The problem: Once you find the line that contains "Set a config value" in the entries below, give it again along with every following line, unchanged, through the final one.

━━━━━━━━━━

use clap::Subcommand;
use habitquest_core::Config;

use super::CliResult;

#[derive(Subcommand)]
pub enum ConfigAction {
    /// Get a config value
    Get {
        /// Config key (e.g. "sync.debounce_ms", "profile.user_id")
        key: String,
    },
    /// Set a config value
    Set {
        /// Config key
        key: String,
        /// New value
        value: String,
    },
    /// List all config values
    List,
    /// Reset config to defaults
    Reset,
}

pub fn run(action: ConfigAction) -> CliResult {
    match action {
        ConfigAction::Get { key } => {
            let config = Config::load()?;
            match config.get(&key) {
                Some(value) => println!("{value}"),
                None => return Err(format!("unknown key: {key}").into()),
            }
        }
        ConfigAction::Set { key, value } => {
            let mut config = Config::load()?;
            config.set(&key, &value)?;
            config.save()?;
            println!("ok");
        }
        ConfigAction::List => {
            let config = Config::load()?;
            for key in config.keys() {
                println!("{key} = {}", config.get(&key).unwrap_or_default());
            }
        }
        ConfigAction::Reset => {
            let config = Config::default();
            config.save()?;
            println!("config reset to defaults");
        }
    }
    Ok(())
}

━━━━━━━━━━

Exercise response:
    /// Set a config value
    Set {
        /// Config key
        key: String,
        /// New value
        value: String,
    },
    /// List all config values
    List,
    /// Reset config to defaults
    Reset,
}

pub fn run(action: ConfigAction) -> CliResult {
    match action {
        ConfigAction::Get { key } => {
            let config = Config::load()?;
            match config.get(&key) {
                Some(value) => println!("{value}"),
                None => return Err(format!("unknown key: {key}").into()),
            }
        }
        ConfigAction::Set { key, value } => {
            let mut config = Config::load()?;
            config.set(&key, &value)?;
            config.save()?;
            println!("ok");
        }
        ConfigAction::List => {
            let config = Config::load()?;
            for key in config.keys() {
                println!("{key} = {}", config.get(&key).unwrap_or_default());
            }
        }
        ConfigAction::Reset => {
            let config = Config::default();
            config.save()?;
            println!("config reset to defaults");
        }
    }
    Ok(())
}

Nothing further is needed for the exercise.